-- Provided data follows --
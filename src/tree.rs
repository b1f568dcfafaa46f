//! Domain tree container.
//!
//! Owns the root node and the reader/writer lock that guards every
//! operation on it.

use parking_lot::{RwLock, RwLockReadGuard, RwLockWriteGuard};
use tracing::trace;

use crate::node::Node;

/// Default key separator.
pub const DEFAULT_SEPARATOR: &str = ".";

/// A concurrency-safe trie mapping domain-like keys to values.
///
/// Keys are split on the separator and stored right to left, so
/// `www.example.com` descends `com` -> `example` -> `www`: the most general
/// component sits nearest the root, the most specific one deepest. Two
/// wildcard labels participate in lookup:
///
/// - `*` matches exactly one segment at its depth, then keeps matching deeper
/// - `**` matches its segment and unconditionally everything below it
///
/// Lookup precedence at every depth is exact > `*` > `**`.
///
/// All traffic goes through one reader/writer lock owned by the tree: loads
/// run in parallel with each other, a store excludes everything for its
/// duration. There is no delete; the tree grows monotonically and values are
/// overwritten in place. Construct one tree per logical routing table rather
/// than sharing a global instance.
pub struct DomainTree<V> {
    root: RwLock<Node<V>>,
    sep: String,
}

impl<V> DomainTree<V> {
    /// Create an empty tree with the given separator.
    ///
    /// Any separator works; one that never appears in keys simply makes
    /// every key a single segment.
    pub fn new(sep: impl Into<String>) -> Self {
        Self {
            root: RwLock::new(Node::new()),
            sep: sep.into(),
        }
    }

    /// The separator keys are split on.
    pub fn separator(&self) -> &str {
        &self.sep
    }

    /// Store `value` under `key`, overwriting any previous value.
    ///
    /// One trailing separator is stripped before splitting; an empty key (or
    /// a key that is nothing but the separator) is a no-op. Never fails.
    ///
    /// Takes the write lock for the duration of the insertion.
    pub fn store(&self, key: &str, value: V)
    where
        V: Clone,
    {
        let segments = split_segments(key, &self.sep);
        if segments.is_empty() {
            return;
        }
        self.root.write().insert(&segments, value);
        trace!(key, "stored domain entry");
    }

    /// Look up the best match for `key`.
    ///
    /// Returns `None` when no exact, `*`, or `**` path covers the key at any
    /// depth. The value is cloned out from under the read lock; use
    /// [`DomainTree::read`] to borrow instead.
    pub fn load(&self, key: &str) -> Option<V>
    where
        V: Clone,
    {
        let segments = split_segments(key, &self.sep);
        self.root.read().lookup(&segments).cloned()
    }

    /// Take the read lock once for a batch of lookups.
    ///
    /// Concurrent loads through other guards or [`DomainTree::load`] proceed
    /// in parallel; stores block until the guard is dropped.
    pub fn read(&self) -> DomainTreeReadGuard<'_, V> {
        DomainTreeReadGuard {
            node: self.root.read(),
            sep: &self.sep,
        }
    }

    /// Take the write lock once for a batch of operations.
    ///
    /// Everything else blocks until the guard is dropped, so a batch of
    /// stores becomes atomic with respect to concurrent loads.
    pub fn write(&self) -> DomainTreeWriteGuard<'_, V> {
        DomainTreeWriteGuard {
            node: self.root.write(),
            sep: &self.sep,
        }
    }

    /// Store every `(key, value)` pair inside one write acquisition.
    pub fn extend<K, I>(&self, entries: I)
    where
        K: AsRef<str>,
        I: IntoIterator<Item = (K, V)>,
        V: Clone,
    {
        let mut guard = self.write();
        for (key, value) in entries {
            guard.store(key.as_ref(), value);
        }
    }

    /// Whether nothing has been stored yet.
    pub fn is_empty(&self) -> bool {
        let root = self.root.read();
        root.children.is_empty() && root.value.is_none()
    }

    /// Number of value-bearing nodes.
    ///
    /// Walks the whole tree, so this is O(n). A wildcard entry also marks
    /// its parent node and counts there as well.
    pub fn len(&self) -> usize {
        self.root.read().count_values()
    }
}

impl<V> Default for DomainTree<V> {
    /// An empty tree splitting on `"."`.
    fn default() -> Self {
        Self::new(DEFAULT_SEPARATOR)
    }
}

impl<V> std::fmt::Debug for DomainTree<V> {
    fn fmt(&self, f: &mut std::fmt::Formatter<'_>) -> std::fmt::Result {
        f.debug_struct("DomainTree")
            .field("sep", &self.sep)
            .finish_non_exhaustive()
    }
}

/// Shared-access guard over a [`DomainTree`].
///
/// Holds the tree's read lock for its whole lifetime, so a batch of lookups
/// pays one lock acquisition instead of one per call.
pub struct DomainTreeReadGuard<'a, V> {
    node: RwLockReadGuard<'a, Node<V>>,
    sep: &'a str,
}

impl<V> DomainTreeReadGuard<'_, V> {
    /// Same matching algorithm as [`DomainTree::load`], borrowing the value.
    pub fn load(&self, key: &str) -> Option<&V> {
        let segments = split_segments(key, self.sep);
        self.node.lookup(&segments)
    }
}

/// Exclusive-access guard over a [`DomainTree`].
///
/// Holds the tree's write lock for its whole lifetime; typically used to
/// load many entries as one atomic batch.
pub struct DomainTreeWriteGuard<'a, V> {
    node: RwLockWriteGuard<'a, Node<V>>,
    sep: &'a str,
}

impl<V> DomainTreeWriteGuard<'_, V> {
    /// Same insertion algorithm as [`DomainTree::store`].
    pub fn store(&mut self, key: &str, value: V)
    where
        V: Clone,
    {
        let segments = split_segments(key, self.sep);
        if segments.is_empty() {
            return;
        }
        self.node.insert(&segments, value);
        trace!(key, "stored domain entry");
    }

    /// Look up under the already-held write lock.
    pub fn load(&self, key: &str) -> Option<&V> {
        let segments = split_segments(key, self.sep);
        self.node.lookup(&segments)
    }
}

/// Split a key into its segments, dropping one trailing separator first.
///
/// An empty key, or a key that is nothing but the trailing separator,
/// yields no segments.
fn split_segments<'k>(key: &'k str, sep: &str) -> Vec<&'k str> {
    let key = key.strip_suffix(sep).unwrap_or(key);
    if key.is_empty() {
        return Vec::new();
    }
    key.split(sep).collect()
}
-- Provided data concluded --
**Work to complete:** Which lines run from the one containing "self.node.insert(&segments, value);" to the end of the entries above? Quote exactly those, and only those.

**Result for this task:**
        self.node.insert(&segments, value);
        trace!(key, "stored domain entry");
    }

    /// Look up under the already-held write lock.
    pub fn load(&self, key: &str) -> Option<&V> {
        let segments = split_segments(key, self.sep);
        self.node.lookup(&segments)
    }
}

/// Split a key into its segments, dropping one trailing separator first.
///
/// An empty key, or a key that is nothing but the trailing separator,
/// yields no segments.
fn split_segments<'k>(key: &'k str, sep: &str) -> Vec<&'k str> {
    let key = key.strip_suffix(sep).unwrap_or(key);
    if key.is_empty() {
        return Vec::new();
    }
    key.split(sep).collect()
}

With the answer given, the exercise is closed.